Hair loss Unfortunately, some chemotherapy drugs can make your hair fall out. You can ask your doctor if the drugs you are taking are likely to cause hair loss or other specific side effects.
People who lose their hair often wear wigs, hats or bandannas. Some people are entitled to a free wig from the NHS and your doctor or nurse will be able to give you more details. If your hair falls out, it will grow back within 3–6 months, once your treatment is over.
Sore mouth Some chemotherapy drugs can make your mouth sore and cause mouth ulcers. Regular mouthwashes can help to keep your mouth clean and relieve any soreness. Your nurse will show you how to use these properly. If you don’t feel like eating during treatment, you could try a diet of soft food or replacing some meals with nutritious drinks.
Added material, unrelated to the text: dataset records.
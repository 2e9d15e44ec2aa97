//! Messaging trait and dynamic dispatch companion.

use crate::error::Result;
use crate::{InboundMessage, UploadReceipt};
use futures::Stream;
use std::path::Path;
use std::pin::Pin;

/// Message stream type.
pub type InboundStream = Pin<Box<dyn Stream<Item = InboundMessage> + Send>>;

/// Static trait for messaging adapters.
/// Use this for type-safe implementations.
pub trait Messaging: Send + Sync + 'static {
    /// Unique name for this adapter.
    fn name(&self) -> &str;

    /// Log in and return the inbound message stream.
    ///
    /// Resolves only once the session is live; any login or network failure
    /// is returned as an error so the caller can retry.
    fn start(&self) -> impl std::future::Future<Output = Result<InboundStream>> + Send;

    /// Send plain text to a channel.
    fn send_text(
        &self,
        target: &str,
        text: &str,
    ) -> impl std::future::Future<Output = Result<()>> + Send;

    /// Upload a local file to a channel and return its hosted URL.
    fn send_file(
        &self,
        target: &str,
        path: &Path,
        file_name: &str,
    ) -> impl std::future::Future<Output = Result<UploadReceipt>> + Send;

    /// Graceful shutdown.
    fn shutdown(&self) -> impl std::future::Future<Output = Result<()>> + Send {
        async { Ok(()) }
    }
}

/// Dynamic trait for runtime polymorphism.
/// Use this when you need `Arc<dyn MessagingDyn>` for storing different adapters.
pub trait MessagingDyn: Send + Sync + 'static {
    fn name(&self) -> &str;

    fn start<'a>(
        &'a self,
    ) -> Pin<Box<dyn std::future::Future<Output = Result<InboundStream>> + Send + 'a>>;

    fn send_text<'a>(
        &'a self,
        target: &'a str,
        text: &'a str,
    ) -> Pin<Box<dyn std::future::Future<Output = Result<()>> + Send + 'a>>;

    fn send_file<'a>(
        &'a self,
        target: &'a str,
        path: &'a Path,
        file_name: &'a str,
    ) -> Pin<Box<dyn std::future::Future<Output = Result<UploadReceipt>> + Send + 'a>>;

    fn shutdown<'a>(&'a self) -> Pin<Box<dyn std::future::Future<Output = Result<()>> + Send + 'a>>;
}

/// Blanket implementation: any type implementing Messaging automatically implements MessagingDyn.
impl<T: Messaging> MessagingDyn for T {
    fn name(&self) -> &str {
        Messaging::name(self)
    }

    fn start<'a>(
        &'a self,
    ) -> Pin<Box<dyn std::future::Future<Output = Result<InboundStream>> + Send + 'a>> {
        Box::pin(Messaging::start(self))
    }

    fn send_text<'a>(
        &'a self,
        target: &'a str,
        text: &'a str,
    ) -> Pin<Box<dyn std::future::Future<Output = Result<()>> + Send + 'a>> {
        Box::pin(Messaging::send_text(self, target, text))
    }

    fn send_file<'a>(
        &'a self,
        target: &'a str,
        path: &'a Path,
        file_name: &'a str,
    ) -> Pin<Box<dyn std::future::Future<Output = Result<UploadReceipt>> + Send + 'a>> {
        Box::pin(Messaging::send_file(self, target, path, file_name))
    }

    fn shutdown<'a>(&'a self) -> Pin<Box<dyn std::future::Future<Output = Result<()>> + Send + 'a>> {
        Box::pin(Messaging::shutdown(self))
    }
}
Skin reaction Intralessional chemotherapy may cause temporary inflammation of the skin.
Tiredness You may feel tired and have a general feeling of weakness. It is important to allow yourself plenty of time to rest.
Although they may be hard to bear at the time, these side effects will gradually disappear once your treatment is over.
Chemotherapy affects people in different ways. Some people find they are able to lead a fairly normal life during their treatment, but many find they become very tired and have to take things much more slowly. Just do as much as you feel like and try not to overdo it.